19. In these circumstances, the answer to the first question is that, where significant statistics disclose an appreciable difference in pay between two jobs of equal value, one of which is carried out almost exclusively by women and the other predominantly by men, art 119 of the Treaty requires the employer to show that that difference is based on objectively justified factors unrelated to any discrimination on grounds of sex."

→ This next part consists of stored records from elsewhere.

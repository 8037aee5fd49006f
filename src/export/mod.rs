// src/export/mod.rs

mod excel_date;
mod fs_utils;
mod json_csv;
mod model;
mod xlsx;

pub use fs_utils::ensure_writable;
pub use json_csv::{export_csv, export_json};
pub use model::{ExchangeRecord, get_headers};
pub use xlsx::export_xlsx;

use crate::ui::messages::success;
use clap::ValueEnum;
use std::path::Path;

/// Completion message shared by every writer.
pub(crate) fn notify_export_success(label: &str, path: &Path) {
    success(format!("{label} export completed: {}", path.display()));
}

#[derive(Clone, Copy, Debug, PartialEq, Eq, ValueEnum)]
pub enum ExportFormat {
    Json,
    Csv,
    Xlsx,
}

impl ExportFormat {
    pub fn as_str(&self) -> &'static str {
        match self {
            ExportFormat::Json => "json",
            ExportFormat::Csv => "csv",
            ExportFormat::Xlsx => "xlsx",
        }
    }
}

/// Formats accepted by `import`.
#[derive(Clone, Copy, Debug, PartialEq, Eq, ValueEnum)]
pub enum ImportFormat {
    Json,
    Csv,
}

The requirement of objective justification referred to at para. 19 of the judgment is substantially identical to the requirement in the case of PCP-type discrimination that the employer shows that the PCP is a proportionate means of achieving a legitimate aim; and we will use the term "justification" as a convenient shorthand for both.**THE TRIBUNAL'S REASONING**
- Paras. 1-4 of the Reasons are essentially introductory, but para. 4 contains a summary of the explanation for the differential on which the Commission relied. This reads as follows:
"The Respondent's GMF case is that the primary material reason as to the difference in pay between the male and female ISOs is the fact that, prior to October 2007, although the Claimants and their comparators were at all times employed in roles falling within the FL4 (or F4) grade, the male employees were employed in a more senior role attracting a higher pay point than the Claimants. As a consequence of the restructure in 2007, the roles of SIIO (senior inspection and information officer) and IIO (inspection and information officer) were deleted and the role of ISO created. Following a competitive selection process, employees from both the former SIIO and IIO roles were appointed. The Respondent's policy was that in those circumstances the employees would maintain that pay point so long as their new role was in the same pay grade. The question of pay protection or red circling only arose in circumstances where an individual is to be employed in a lower grade, which was not the case here, according to the Respondent. The fact that the Claimants and their comparators were therefore previously employed in different roles with different levels of responsibility but falling within the same grade therefore accounts for the entirety of the differential in their levels of pay, namely that the male employees have maintained, or had increased, their IIO level pay. The Respondent also relies on evidence of other factors which have led to the Claimants' and their comparators' placement on their respective pay points, such as different pay histories which can be lengthy and complex and which inform their current level of pay. The Respondent's case is that this accounts for the wide range of pay between the Claimants themselves, not only as between the Claimants and their comparators. These factors include the fact the former Housing Corporation employees previously obtained incremental pay progression linked to length of service in their former employment, whereas Audit Commission employees have always been subject to performance related pay. Further, on the TUPE transfer, the levels of pay for former Housing Corporation employees were protected when they transferred to the Respondent."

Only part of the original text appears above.